_Task to complete_.
Your answer should be the exact lines of the data below from the one containing "the source program." through the one containing "pub struct LineAndColumn"; please include nothing else.

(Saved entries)
========

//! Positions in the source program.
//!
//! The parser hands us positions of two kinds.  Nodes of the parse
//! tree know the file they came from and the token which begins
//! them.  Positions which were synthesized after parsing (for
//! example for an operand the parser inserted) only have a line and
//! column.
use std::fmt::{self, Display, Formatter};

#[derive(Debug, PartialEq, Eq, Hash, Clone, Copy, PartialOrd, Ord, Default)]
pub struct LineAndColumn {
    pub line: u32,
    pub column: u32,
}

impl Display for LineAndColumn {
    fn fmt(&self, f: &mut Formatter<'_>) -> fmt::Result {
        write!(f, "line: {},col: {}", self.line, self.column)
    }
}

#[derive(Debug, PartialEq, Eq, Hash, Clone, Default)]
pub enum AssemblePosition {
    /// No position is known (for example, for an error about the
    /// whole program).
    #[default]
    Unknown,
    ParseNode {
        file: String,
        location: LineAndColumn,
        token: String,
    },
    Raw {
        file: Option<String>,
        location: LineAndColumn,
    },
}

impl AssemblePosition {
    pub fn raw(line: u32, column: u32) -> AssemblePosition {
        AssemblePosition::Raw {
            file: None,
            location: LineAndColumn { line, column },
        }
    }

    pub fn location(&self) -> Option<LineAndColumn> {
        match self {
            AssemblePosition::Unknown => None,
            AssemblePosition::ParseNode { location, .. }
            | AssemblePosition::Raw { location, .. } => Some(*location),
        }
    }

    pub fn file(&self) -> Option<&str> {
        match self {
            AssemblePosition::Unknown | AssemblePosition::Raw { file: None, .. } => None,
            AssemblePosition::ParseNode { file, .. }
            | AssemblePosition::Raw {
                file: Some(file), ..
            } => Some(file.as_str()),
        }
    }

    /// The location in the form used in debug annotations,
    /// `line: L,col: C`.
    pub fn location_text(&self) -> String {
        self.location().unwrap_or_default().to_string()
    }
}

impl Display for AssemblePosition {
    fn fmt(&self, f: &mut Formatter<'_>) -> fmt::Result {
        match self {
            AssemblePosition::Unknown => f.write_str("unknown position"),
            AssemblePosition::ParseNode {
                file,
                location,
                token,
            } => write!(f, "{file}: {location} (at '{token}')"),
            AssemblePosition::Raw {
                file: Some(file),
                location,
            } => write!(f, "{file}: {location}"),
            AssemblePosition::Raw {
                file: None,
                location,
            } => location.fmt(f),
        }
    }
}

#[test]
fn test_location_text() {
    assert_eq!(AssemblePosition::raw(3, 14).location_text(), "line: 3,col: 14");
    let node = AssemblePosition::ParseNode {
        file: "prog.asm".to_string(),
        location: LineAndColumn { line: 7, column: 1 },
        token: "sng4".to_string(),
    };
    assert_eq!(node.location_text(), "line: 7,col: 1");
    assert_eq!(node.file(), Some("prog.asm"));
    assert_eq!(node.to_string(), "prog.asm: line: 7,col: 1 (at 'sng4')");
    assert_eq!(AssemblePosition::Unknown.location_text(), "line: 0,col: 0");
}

========

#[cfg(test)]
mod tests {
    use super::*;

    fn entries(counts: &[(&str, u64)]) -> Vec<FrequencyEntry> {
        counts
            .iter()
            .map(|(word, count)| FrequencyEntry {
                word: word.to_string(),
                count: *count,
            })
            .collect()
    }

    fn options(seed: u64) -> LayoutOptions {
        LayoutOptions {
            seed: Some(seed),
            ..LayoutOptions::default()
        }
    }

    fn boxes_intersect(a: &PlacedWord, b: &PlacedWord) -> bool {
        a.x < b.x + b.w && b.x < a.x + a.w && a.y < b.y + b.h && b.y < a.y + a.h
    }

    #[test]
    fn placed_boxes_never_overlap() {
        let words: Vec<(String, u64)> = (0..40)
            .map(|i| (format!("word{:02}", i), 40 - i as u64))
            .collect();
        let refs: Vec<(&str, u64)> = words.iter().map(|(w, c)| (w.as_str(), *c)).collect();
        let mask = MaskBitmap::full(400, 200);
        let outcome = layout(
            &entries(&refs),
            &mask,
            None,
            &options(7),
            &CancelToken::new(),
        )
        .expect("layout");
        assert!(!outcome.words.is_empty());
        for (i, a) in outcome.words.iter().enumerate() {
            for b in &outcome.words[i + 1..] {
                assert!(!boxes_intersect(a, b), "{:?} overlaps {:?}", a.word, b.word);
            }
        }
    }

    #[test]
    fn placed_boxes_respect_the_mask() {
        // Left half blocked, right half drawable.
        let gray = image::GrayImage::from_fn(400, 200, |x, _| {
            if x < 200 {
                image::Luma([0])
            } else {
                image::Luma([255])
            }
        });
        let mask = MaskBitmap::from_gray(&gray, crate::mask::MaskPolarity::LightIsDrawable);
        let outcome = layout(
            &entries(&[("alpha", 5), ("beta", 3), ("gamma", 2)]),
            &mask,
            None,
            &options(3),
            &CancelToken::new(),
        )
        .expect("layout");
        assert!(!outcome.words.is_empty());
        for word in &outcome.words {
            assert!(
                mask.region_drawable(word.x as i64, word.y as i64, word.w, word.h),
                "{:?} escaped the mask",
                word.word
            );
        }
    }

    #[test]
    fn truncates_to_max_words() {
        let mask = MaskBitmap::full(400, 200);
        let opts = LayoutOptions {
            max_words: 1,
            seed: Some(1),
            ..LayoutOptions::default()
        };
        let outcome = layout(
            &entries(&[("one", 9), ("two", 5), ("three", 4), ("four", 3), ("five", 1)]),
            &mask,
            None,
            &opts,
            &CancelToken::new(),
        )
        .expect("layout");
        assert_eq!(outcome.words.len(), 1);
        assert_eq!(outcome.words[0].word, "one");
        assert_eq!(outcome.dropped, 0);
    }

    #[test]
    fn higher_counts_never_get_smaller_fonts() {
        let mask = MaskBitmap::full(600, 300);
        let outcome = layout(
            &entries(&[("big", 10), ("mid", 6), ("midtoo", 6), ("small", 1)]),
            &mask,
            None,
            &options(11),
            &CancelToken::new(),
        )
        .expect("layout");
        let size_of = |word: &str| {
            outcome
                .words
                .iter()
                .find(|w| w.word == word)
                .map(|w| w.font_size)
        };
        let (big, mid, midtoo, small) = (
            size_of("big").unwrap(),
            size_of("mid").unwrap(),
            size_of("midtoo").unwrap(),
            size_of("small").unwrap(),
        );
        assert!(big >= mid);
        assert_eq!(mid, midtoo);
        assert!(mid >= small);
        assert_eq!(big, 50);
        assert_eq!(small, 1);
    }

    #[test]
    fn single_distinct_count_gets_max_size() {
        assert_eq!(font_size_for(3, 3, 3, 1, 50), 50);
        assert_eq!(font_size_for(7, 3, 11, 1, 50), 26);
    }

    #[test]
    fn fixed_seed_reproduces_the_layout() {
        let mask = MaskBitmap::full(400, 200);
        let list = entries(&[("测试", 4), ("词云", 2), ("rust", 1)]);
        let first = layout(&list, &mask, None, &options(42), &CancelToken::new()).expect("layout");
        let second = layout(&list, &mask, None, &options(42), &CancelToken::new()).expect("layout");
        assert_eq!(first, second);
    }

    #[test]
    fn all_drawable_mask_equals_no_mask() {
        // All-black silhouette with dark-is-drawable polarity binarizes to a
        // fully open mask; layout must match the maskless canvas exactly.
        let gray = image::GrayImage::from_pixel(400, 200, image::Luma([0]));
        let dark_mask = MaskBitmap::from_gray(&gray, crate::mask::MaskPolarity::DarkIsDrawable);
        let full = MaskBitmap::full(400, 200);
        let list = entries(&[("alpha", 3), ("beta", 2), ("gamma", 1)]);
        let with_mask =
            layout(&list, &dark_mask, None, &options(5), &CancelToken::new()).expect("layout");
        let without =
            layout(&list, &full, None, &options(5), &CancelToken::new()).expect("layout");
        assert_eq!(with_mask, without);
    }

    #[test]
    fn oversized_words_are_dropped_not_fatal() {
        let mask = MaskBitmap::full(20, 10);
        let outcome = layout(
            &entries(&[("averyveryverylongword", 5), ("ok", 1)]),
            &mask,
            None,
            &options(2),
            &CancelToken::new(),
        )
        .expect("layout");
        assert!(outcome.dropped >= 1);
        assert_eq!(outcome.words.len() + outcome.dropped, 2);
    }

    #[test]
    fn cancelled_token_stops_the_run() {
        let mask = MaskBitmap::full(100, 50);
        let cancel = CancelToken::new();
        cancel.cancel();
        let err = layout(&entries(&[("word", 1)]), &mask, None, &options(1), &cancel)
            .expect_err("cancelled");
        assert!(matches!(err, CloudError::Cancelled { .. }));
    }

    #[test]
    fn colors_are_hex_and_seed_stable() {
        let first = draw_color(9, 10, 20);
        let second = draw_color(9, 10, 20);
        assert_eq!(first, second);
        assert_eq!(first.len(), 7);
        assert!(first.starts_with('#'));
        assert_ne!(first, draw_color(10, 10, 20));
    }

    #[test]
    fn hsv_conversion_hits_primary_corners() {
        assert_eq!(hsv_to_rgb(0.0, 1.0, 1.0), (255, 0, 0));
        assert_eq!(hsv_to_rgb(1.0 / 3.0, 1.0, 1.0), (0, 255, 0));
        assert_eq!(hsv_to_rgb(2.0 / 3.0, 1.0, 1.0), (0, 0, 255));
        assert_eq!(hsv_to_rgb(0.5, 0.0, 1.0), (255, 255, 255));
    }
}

========

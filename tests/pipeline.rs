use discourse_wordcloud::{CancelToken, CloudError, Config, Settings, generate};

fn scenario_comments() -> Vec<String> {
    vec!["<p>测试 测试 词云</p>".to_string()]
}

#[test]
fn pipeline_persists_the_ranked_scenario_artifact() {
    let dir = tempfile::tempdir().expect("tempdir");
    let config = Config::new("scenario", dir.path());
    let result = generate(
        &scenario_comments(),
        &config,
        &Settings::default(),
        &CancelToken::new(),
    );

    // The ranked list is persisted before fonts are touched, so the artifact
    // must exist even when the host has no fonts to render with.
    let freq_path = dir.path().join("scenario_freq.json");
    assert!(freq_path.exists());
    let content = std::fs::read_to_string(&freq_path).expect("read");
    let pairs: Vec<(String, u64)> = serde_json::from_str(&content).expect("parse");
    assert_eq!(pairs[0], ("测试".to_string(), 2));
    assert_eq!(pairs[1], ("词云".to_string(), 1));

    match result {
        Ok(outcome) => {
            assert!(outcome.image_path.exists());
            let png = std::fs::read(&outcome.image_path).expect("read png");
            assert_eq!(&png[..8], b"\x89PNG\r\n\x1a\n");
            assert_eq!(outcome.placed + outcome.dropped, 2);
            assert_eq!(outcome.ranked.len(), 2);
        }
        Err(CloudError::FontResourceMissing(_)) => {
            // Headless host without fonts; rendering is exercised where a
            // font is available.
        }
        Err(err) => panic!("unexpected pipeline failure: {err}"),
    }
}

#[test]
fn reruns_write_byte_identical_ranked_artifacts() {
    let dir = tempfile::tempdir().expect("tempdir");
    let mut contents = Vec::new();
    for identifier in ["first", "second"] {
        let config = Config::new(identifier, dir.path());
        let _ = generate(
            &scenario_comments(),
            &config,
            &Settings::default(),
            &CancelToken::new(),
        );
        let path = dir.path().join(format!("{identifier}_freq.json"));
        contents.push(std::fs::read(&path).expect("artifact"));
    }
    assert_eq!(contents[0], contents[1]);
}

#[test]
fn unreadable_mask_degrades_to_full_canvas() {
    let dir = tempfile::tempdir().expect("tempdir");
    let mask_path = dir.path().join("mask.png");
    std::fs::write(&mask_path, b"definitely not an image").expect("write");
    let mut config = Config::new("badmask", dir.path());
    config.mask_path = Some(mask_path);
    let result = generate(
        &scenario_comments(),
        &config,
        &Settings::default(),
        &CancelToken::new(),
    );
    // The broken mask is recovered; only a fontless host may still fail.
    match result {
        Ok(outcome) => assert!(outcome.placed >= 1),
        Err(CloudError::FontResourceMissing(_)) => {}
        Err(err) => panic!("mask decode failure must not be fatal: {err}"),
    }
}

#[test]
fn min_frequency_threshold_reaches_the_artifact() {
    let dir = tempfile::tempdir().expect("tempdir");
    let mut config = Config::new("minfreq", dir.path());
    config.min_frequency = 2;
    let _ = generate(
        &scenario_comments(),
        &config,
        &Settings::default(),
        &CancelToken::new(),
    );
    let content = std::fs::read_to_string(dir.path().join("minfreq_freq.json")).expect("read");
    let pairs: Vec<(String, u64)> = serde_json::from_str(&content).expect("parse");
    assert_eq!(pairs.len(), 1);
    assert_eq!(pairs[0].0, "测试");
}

========

_Solution to the problem_.
//! Positions in the source program.
//!
//! The parser hands us positions of two kinds.  Nodes of the parse
//! tree know the file they came from and the token which begins
//! them.  Positions which were synthesized after parsing (for
//! example for an operand the parser inserted) only have a line and
//! column.
use std::fmt::{self, Display, Formatter};

#[derive(Debug, PartialEq, Eq, Hash, Clone, Copy, PartialOrd, Ord, Default)]
pub struct LineAndColumn {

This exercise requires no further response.